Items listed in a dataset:

# # # #

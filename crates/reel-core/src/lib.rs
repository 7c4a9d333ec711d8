//! reel-core: a streaming media pipeline
//!
//! Frames flow from a [`source`](crate::source), through a
//! [`program`](crate::program)'s ordered FX chain, to a
//! [`target`](crate::target) that delivers each frame to its sink at the
//! frame's payout time. Programs can be edited while their target runs;
//! parameters are live-tunable; audio FX can work in the frequency domain
//! through the windowed FFT engine in [`dsp`](crate::dsp).
//!
//! ```no_run
//! use std::sync::Arc;
//! use reel_core::fx::GainFx;
//! use reel_core::program::RenderProgram;
//! use reel_core::source::SineSource;
//! use reel_core::target::{NullSink, RenderTarget};
//!
//! # fn main() -> Result<(), Box<dyn std::error::Error>> {
//! let program = Arc::new(RenderProgram::new(Box::new(SineSource::new(440.0))));
//! let gain = program.push(Arc::new(GainFx::with_gain(0.5)))?;
//!
//! let mut target = RenderTarget::new("monitor", Box::new(NullSink));
//! target.use_program(Arc::clone(&program))?;
//! target.start()?;
//! // ... edit the chain, tune parameters ...
//! program.remove(gain)?;
//! target.stop()?;
//! # Ok(())
//! # }
//! ```

pub mod config;
pub mod dsp;
pub mod frame;
pub mod fx;
pub mod param;
pub mod program;
pub mod source;
pub mod target;
pub mod types;

pub use config::PipelineConfig;
pub use frame::{AudioPayload, Frame, FramePayload, VideoPayload};
pub use fx::{Capability, CommandId, RenderCommand, RenderError};
pub use param::{Param, ParamKind, ParamSpec};
pub use program::{ProgramError, RenderProgram};
pub use source::{FrameSource, RandomAccessSource, SourceError, SourceInfo};
pub use target::{RenderSink, RenderTarget, TargetError, TargetInfo};
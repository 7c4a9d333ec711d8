//! DSP building blocks for the audio branch
//!
//! - [`Window`]: analysis window functions
//! - [`BlockBuffer`]: fixed-size block accumulation with 50% overlap
//! - [`SpectralEngine`]: windowed forward/inverse FFT with overlap-add
//!   resynthesis and per-bin spectral editing

mod block;
mod fft;
mod window;

pub use block::BlockBuffer;
pub use fft::{fft_size_for, SpectralEngine, SpectralError, SpectrumEditor};
pub use window::Window;
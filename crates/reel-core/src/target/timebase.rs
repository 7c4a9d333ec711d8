//! Target clocks
//!
//! The cycle loop parks on [`Timebase::sleep_until`] before every delivery,
//! so the clock alone decides pacing: wall-clock for live playout, free-run
//! for offline export, manual for tests.

use std::sync::atomic::{AtomicU64, Ordering};
use std::sync::{Condvar, Mutex};
use std::time::{Duration, Instant};

/// A monotonic clock in seconds plus a way to park until a deadline
///
/// `sleep_until` with a deadline at or before `now()` returns immediately.
pub trait Timebase: Send + Sync {
    fn now(&self) -> f64;

    fn sleep_until(&self, deadline: f64);
}

/// Wall-clock time since construction
pub struct MonotonicTimebase {
    origin: Instant,
}

impl MonotonicTimebase {
    pub fn new() -> Self {
        Self { origin: Instant::now() }
    }
}

impl Default for MonotonicTimebase {
    fn default() -> Self {
        Self::new()
    }
}

impl Timebase for MonotonicTimebase {
    fn now(&self) -> f64 {
        self.origin.elapsed().as_secs_f64()
    }

    fn sleep_until(&self, deadline: f64) {
        let now = self.now();
        if deadline > now {
            std::thread::sleep(Duration::from_secs_f64(deadline - now));
        }
    }
}

/// A clock that jumps to every deadline instead of waiting
///
/// Drives a target as fast as the source can feed it; useful for export
/// sinks where real-time pacing is pointless.
pub struct FreeRunTimebase {
    // f64 seconds as bits, monotonically ratcheted
    virtual_now: AtomicU64,
}

impl FreeRunTimebase {
    pub fn new() -> Self {
        Self { virtual_now: AtomicU64::new(0f64.to_bits()) }
    }
}

impl Default for FreeRunTimebase {
    fn default() -> Self {
        Self::new()
    }
}

impl Timebase for FreeRunTimebase {
    fn now(&self) -> f64 {
        f64::from_bits(self.virtual_now.load(Ordering::Acquire))
    }

    fn sleep_until(&self, deadline: f64) {
        let _ = self
            .virtual_now
            .fetch_update(Ordering::AcqRel, Ordering::Acquire, |bits| {
                let current = f64::from_bits(bits);
                (deadline > current).then(|| deadline.to_bits())
            });
    }
}

/// A clock advanced explicitly by the test driving it
pub struct ManualTimebase {
    now: Mutex<f64>,
    advanced: Condvar,
}

impl ManualTimebase {
    pub fn new() -> Self {
        Self { now: Mutex::new(0.0), advanced: Condvar::new() }
    }

    /// Move time forward, releasing any thread parked before `to`
    pub fn advance_to(&self, to: f64) {
        let mut now = self.now.lock().expect("clock lock poisoned");
        if to > *now {
            *now = to;
        }
        self.advanced.notify_all();
    }
}

impl Default for ManualTimebase {
    fn default() -> Self {
        Self::new()
    }
}

impl Timebase for ManualTimebase {
    fn now(&self) -> f64 {
        *self.now.lock().expect("clock lock poisoned")
    }

    fn sleep_until(&self, deadline: f64) {
        let mut now = self.now.lock().expect("clock lock poisoned");
        while *now < deadline {
            now = self.advanced.wait(now).expect("clock lock poisoned");
        }
    }
}

#[cfg(test)]
mod tests {
    use super::*;
    use std::sync::Arc;

    #[test]
    fn monotonic_returns_immediately_for_past_deadlines() {
        let clock = MonotonicTimebase::new();
        let start = Instant::now();
        clock.sleep_until(0.0);
        assert!(start.elapsed() < Duration::from_millis(50));
    }

    #[test]
    fn free_run_jumps_without_waiting() {
        let clock = FreeRunTimebase::new();
        let start = Instant::now();
        clock.sleep_until(3600.0);
        assert!(start.elapsed() < Duration::from_millis(50));
        assert_eq!(clock.now(), 3600.0);

        // Time never moves backwards
        clock.sleep_until(10.0);
        assert_eq!(clock.now(), 3600.0);
    }

    #[test]
    fn manual_clock_blocks_until_advanced() {
        let clock = Arc::new(ManualTimebase::new());
        let waiter = Arc::clone(&clock);
        let handle = std::thread::spawn(move || {
            waiter.sleep_until(1.0);
            waiter.now()
        });

        std::thread::sleep(Duration::from_millis(10));
        clock.advance_to(1.5);
        assert_eq!(handle.join().unwrap(), 1.5);
    }
}
//! Export two seconds of a 1 kHz sine to a WAV file, with a spectral band
//! gain FX muting 500-1500 Hz for the second half.
//!
//! Run with: cargo run --example sine_band_gain

use std::sync::Arc;

use anyhow::Result;
use reel_core::fx::{RenderCommand, SpectralBandGainFx};
use reel_core::param::find_param;
use reel_core::program::RenderProgram;
use reel_core::source::SineSource;
use reel_core::target::{FreeRunTimebase, RenderTarget, WavSink};

fn main() -> Result<()> {
    env_logger::init();

    // 2 s at 48 kHz in 1024-sample frames
    let source = SineSource::new(1000.0).with_frame_limit(94);
    let program = Arc::new(RenderProgram::new(Box::new(source)));

    let fx = Arc::new(SpectralBandGainFx::new(100.0));
    find_param(fx.params(), "low").expect("declared").set(500.0);
    find_param(fx.params(), "high").expect("declared").set(1500.0);
    program.push(fx.clone())?;

    let mut target = RenderTarget::with_timebase(
        "export",
        Box::new(WavSink::new("band_gain.wav")),
        Arc::new(FreeRunTimebase::new()),
    );
    target.use_program(Arc::clone(&program))?;
    target.start()?;

    // Mute the band once the export clock passes the halfway mark
    while target.is_running() && target.get_time() < 1.0 {
        std::thread::sleep(std::time::Duration::from_millis(1));
    }
    find_param(fx.params(), "band_gain").expect("declared").set(0.0);

    while target.is_running() {
        std::thread::sleep(std::time::Duration::from_millis(5));
    }
    let stats = target.stop()?;
    println!("wrote band_gain.wav: {} frames, {:.2} s", stats.frames, stats.last_payout);
    Ok(())
}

# # # #

Required work> Copy, from the lines above, each one that holds "windowed".

Your solution>
//! through the windowed FFT engine in [`dsp`](crate::dsp).
//! - [`SpectralEngine`]: windowed forward/inverse FFT with overlap-add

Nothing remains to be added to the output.